A novel compound mutation in GLRA1 cause hyperekplexia in a Chinese boy- a case report and review of the literature

• Main Authors: Zhiliang Yang, Guilian Sun, Fang Yao, Dongying Tao, Binlu Zhu
• Format: Article
• Language: English
• Published: BMC 2017-10-01
• Series: BMC Medical Genetics
• Subjects: Hyperekplexia; Startle disease; GLRA1; Phenotype
• Online Access: http://link.springer.com/article/10.1186/s12881-017-0476-6

Abstract Background The pathogenesis of hereditary hyperekplexia is thought to involve abnormalities in the glycinergic neurotransmission system, the most of mutations reported in GLRA1. This gene encodes the glycine receptor α1 subunit, which has an extracellular domain (ECD) and a transmembrane domain (TMD) with 4 α-helices (TM1–TM4). Case presentation We investigated the genetic cause of hyperekplexia in a Chinese family with one affected member. Whole-exome sequencing of the 5 candidate genes was performed on the proband patient, and direct sequencing was performed to validate and confirm the detected mutation in other family members. We also review and analyse all reported GLRA1 mutations.
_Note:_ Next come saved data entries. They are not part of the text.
//! Saturating RGB color values.
//!
//! Every channel is held in `0..=255`. Construction and all arithmetic clamp
//! out-of-range results to the nearest bound instead of wrapping.
//!
//! # Packed Representation
//!
//! Codec boundaries exchange colors as 24-bit integers laid out as
//! `0x00RRGGBB` (red in bits 16-23, green in bits 8-15, blue in bits 0-7).

use std::ops::{Add, Mul};

use serde::{Deserialize, Serialize};

/// An immutable 8-bit-per-channel RGB color.
#[derive(Debug, Clone, Copy, PartialEq, Eq, Hash, Default, Serialize, Deserialize)]
pub struct Color {
    red: u8,
    green: u8,
    blue: u8,
}

#[inline]
fn clamp_channel(value: i64) -> u8 {
    value.clamp(0, 255) as u8
}

impl Color {
    pub const BLACK: Color = Color::rgb(0, 0, 0);
    pub const WHITE: Color = Color::rgb(255, 255, 255);

    /// Create a color, clamping each channel independently to `0..=255`.
    pub fn new(red: i32, green: i32, blue: i32) -> Self {
        Self {
            red: clamp_channel(red as i64),
            green: clamp_channel(green as i64),
            blue: clamp_channel(blue as i64),
        }
    }

    /// Create a color from channels that are already in range.
    pub const fn rgb(red: u8, green: u8, blue: u8) -> Self {
        Self { red, green, blue }
    }

    #[inline]
    pub fn red(self) -> u8 {
        self.red
    }

    #[inline]
    pub fn green(self) -> u8 {
        self.green
    }

    #[inline]
    pub fn blue(self) -> u8 {
        self.blue
    }

    /// Multiply every channel by `factor`, truncating toward zero before clamping.
    pub fn scale(self, factor: f64) -> Self {
        // `as i64` truncates toward zero and maps NaN to 0.
        let scale = |c: u8| clamp_channel((c as f64 * factor) as i64);
        Self {
            red: scale(self.red),
            green: scale(self.green),
            blue: scale(self.blue),
        }
    }

    /// Multiply blend: each channel becomes `floor(fg * bg / 255)`.
    ///
    /// White is the identity and black is absorbing.
    pub fn multiply_blend(fg: Color, bg: Color) -> Color {
        let mul = |a: u8, b: u8| clamp_channel((a as i64 * b as i64) / 255);
        Color {
            red: mul(fg.red, bg.red),
            green: mul(fg.green, bg.green),
            blue: mul(fg.blue, bg.blue),
        }
    }

    /// Pack into a `0x00RRGGBB` integer.
    #[inline]
    pub fn to_packed(self) -> u32 {
        ((self.red as u32) << 16) | ((self.green as u32) << 8) | self.blue as u32
    }

    /// Unpack from a `0x00RRGGBB` integer. The upper byte is ignored.
    #[inline]
    pub fn from_packed(value: u32) -> Self {
        Self {
            red: ((value >> 16) & 0xFF) as u8,
            green: ((value >> 8) & 0xFF) as u8,
            blue: (value & 0xFF) as u8,
        }
    }

    /// Channels as an `[r, g, b]` byte triple.
    #[inline]
    pub fn to_bytes(self) -> [u8; 3] {
        [self.red, self.green, self.blue]
    }
}

impl Add for Color {
    type Output = Color;

    /// Per-channel saturating sum.
    fn add(self, other: Color) -> Color {
        Color {
            red: self.red.saturating_add(other.red),
            green: self.green.saturating_add(other.green),
            blue: self.blue.saturating_add(other.blue),
        }
    }
}

impl Mul<f64> for Color {
    type Output = Color;

    fn mul(self, factor: f64) -> Color {
        self.scale(factor)
    }
}

impl From<[u8; 3]> for Color {
    fn from([red, green, blue]: [u8; 3]) -> Self {
        Color::rgb(red, green, blue)
    }
}


// ============================================================================
// Property-Based Tests
// ============================================================================

#[cfg(test)]
mod proptests {
    use super::*;
    use proptest::prelude::*;

    fn color_strategy() -> impl Strategy<Value = Color> {
        (any::<u8>(), any::<u8>(), any::<u8>()).prop_map(|(r, g, b)| Color::rgb(r, g, b))
    }

    proptest! {
        /// Property: construction clamps each channel to the nearest bound.
        #[test]
        fn prop_new_clamps(r in any::<i32>(), g in any::<i32>(), b in any::<i32>()) {
            let c = Color::new(r, g, b);
            prop_assert_eq!(c.red() as i32, r.clamp(0, 255));
            prop_assert_eq!(c.green() as i32, g.clamp(0, 255));
            prop_assert_eq!(c.blue() as i32, b.clamp(0, 255));
        }

        /// Property: multiply blend with white is the identity.
        #[test]
        fn prop_multiply_white_identity(c in color_strategy()) {
            prop_assert_eq!(Color::multiply_blend(c, Color::WHITE), c);
            prop_assert_eq!(Color::multiply_blend(Color::WHITE, c), c);
        }

        /// Property: multiply blend with black yields black.
        #[test]
        fn prop_multiply_black_absorbs(c in color_strategy()) {
            prop_assert_eq!(Color::multiply_blend(c, Color::BLACK), Color::BLACK);
        }

        /// Property: packing is lossless.
        #[test]
        fn prop_packed_round_trip(c in color_strategy()) {
            prop_assert_eq!(Color::from_packed(c.to_packed()), c);
            prop_assert!(c.to_packed() <= 0x00FF_FFFF);
        }

        /// Property: saturating add never drops below either operand.
        #[test]
        fn prop_add_monotonic(a in color_strategy(), b in color_strategy()) {
            let sum = a + b;
            prop_assert!(sum.red() >= a.red().max(b.red()));
            prop_assert!(sum.green() >= a.green().max(b.green()));
            prop_assert!(sum.blue() >= a.blue().max(b.blue()));
        }
    }
}
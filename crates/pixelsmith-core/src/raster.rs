//! The immutable pixel buffer every transformation consumes and produces.
//!
//! An [`Image`] owns exactly `width * height` colors in row-major order
//! (index = `y * width + x`). The invariant is checked once, at construction;
//! afterwards the buffer is never mutated. Transformations build a new image
//! instead.

use image::{ImageBuffer, Rgb, RgbImage};

use crate::color::Color;
use crate::error::{EditError, Result};

/// A row-major RGB image with non-zero dimensions.
#[derive(Debug, Clone, PartialEq, Eq)]
pub struct Image {
    width: u32,
    height: u32,
    pixels: Vec<Color>,
}

/// Number of pixels a `width x height` image holds, if it fits in memory.
fn expected_len(width: u32, height: u32) -> Option<usize> {
    (width as usize).checked_mul(height as usize)
}

impl Image {
    /// Build an image from row-major colors.
    ///
    /// # Errors
    ///
    /// Returns [`EditError::InvalidDimensions`] if either dimension is zero or
    /// `pixels.len() != width * height`.
    pub fn from_buffer(width: u32, height: u32, pixels: Vec<Color>) -> Result<Self> {
        if width == 0 || height == 0 || expected_len(width, height) != Some(pixels.len()) {
            return Err(EditError::InvalidDimensions {
                width,
                height,
                len: pixels.len(),
            });
        }
        Ok(Self {
            width,
            height,
            pixels,
        })
    }

    /// Build a solid-color image.
    pub fn filled(width: u32, height: u32, color: Color) -> Result<Self> {
        let len = expected_len(width, height).ok_or(EditError::InvalidDimensions {
            width,
            height,
            len: 0,
        })?;
        Self::from_buffer(width, height, vec![color; len])
    }

    /// Build an image from packed `0x00RRGGBB` integers (codec interop).
    pub fn from_packed_buffer(width: u32, height: u32, packed: &[u32]) -> Result<Self> {
        let pixels = packed.iter().copied().map(Color::from_packed).collect();
        Self::from_buffer(width, height, pixels)
    }

    /// Build an image from interleaved RGB8 bytes (3 bytes per pixel).
    pub fn from_rgb8(width: u32, height: u32, bytes: &[u8]) -> Result<Self> {
        if bytes.len() % 3 != 0 {
            return Err(EditError::InvalidDimensions {
                width,
                height,
                len: bytes.len() / 3,
            });
        }
        let pixels = bytes
            .chunks_exact(3)
            .map(|px| Color::rgb(px[0], px[1], px[2]))
            .collect();
        Self::from_buffer(width, height, pixels)
    }

    /// Build an image from an `image::RgbImage`.
    pub fn from_rgb_image(img: &RgbImage) -> Result<Self> {
        let (width, height) = img.dimensions();
        Self::from_rgb8(width, height, img.as_raw())
    }

    #[inline]
    pub fn width(&self) -> u32 {
        self.width
    }

    #[inline]
    pub fn height(&self) -> u32 {
        self.height
    }

    #[inline]
    pub fn dimensions(&self) -> (u32, u32) {
        (self.width, self.height)
    }

    /// Total number of pixels.
    #[inline]
    pub fn pixel_count(&self) -> usize {
        self.pixels.len()
    }

    /// Row-major pixel colors.
    #[inline]
    pub fn pixels(&self) -> &[Color] {
        &self.pixels
    }

    /// Iterate over rows, top to bottom.
    pub fn rows(&self) -> std::slice::ChunksExact<'_, Color> {
        self.pixels.chunks_exact(self.width as usize)
    }

    /// Color at column `x`, row `y`.
    ///
    /// # Errors
    ///
    /// Returns [`EditError::OutOfBounds`] when `(x, y)` lies outside the image.
    pub fn at(&self, x: u32, y: u32) -> Result<Color> {
        if x >= self.width || y >= self.height {
            return Err(EditError::OutOfBounds {
                x: x as i64,
                y: y as i64,
                w: 1,
                h: 1,
                image_width: self.width,
                image_height: self.height,
            });
        }
        Ok(self.pixels[y as usize * self.width as usize + x as usize])
    }

    /// Row-major packed `0x00RRGGBB` integers for the codec boundary.
    pub fn to_packed_buffer(&self) -> Vec<u32> {
        self.pixels.iter().map(|c| c.to_packed()).collect()
    }

    /// Interleaved RGB8 bytes (3 bytes per pixel).
    pub fn to_rgb8(&self) -> Vec<u8> {
        self.pixels.iter().flat_map(|c| c.to_bytes()).collect()
    }

    /// Convert to an `image::RgbImage` for encoding.
    pub fn to_rgb_image(&self) -> RgbImage {
        let width = self.width as usize;
        ImageBuffer::from_fn(self.width, self.height, |x, y| {
            Rgb(self.pixels[y as usize * width + x as usize].to_bytes())
        })
    }
}


// ============================================================================
// Property-Based Tests
// ============================================================================
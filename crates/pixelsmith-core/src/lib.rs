//! Pixelsmith Core - interactive image editing pipeline
//!
//! This crate provides the pixel model, the transformations that can be
//! applied to it, and the command interpreter that drives an editing session.
//!
//! # Module Structure
//!
//! - `color` - Saturating RGB colors and the packed 24-bit interop format
//! - `raster` - The immutable [`Image`] pixel buffer
//! - `blend` - Blend modes combining a foreground and background color
//! - `transform` - Crop and blend transformations and their command parser
//! - `command` - Tokenizing and session directives (`load`, `save`, `exit`)
//! - `dispatcher` - The line-at-a-time [`CommandDispatcher`]
//! - `codec` - Decode/encode collaborators (filesystem and in-memory)
//! - `display` - The current-image slot collaborator
//!
//! # Example
//!
//! ```ignore
//! use pixelsmith_core::{CommandDispatcher, FileCodec, SlotDisplay};
//!
//! let mut session = CommandDispatcher::new(FileCodec::default(), SlotDisplay::new());
//! session.dispatch("load photo.jpg")?;
//! session.dispatch("crop 10 10 50 50")?;
//! session.dispatch("save cropped.png")?;
//! ```

pub mod blend;
pub mod codec;
pub mod color;
pub mod command;
pub mod dispatcher;
pub mod display;
pub mod error;
pub mod raster;
pub mod transform;

pub use blend::BlendMode;
pub use codec::{CodecError, CodecOptions, FileCodec, ImageCodec, MemoryCodec};
pub use color::Color;
pub use dispatcher::{CommandDispatcher, DispatcherState, Outcome, RunSummary};
pub use display::{ImageDisplay, SlotDisplay};
pub use error::{EditError, Result};
pub use raster::Image;
pub use transform::{Blend, Crop, Transformation};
The proband had a compound heterozygous GLRA1 mutation that comprised 2 novel GLRA1 missense mutations, C.569C > T (p.T190 M) from the mother and C.1270G > A (p.D424N) from the father. SIFT, Polyphen-2 and MutationTaster analysis identified the mutations as disease-causing, but the parents had no signs of hyperekplexia. The p.T190 M mutation is located in the ECD, while p.D424N is located in TM4. Conclusions Our findings contribute to a growing list GLRA1 mutations associated with hyperekplexia and provide new insights into correlations between phenotype and GLRA1 mutations. Some recessive mutations can induce hyperekplexia in combination with other recessive GLRA1 mutations. Mutations in the ECD, TM1, TM1-TM2 loop, TM3, TM3-TM4 loop and TM4 are more often recessive and part of a compound mutation, while those in TM2 and the TM2-TM3 loop are more likely to be dominant hereditary mutations.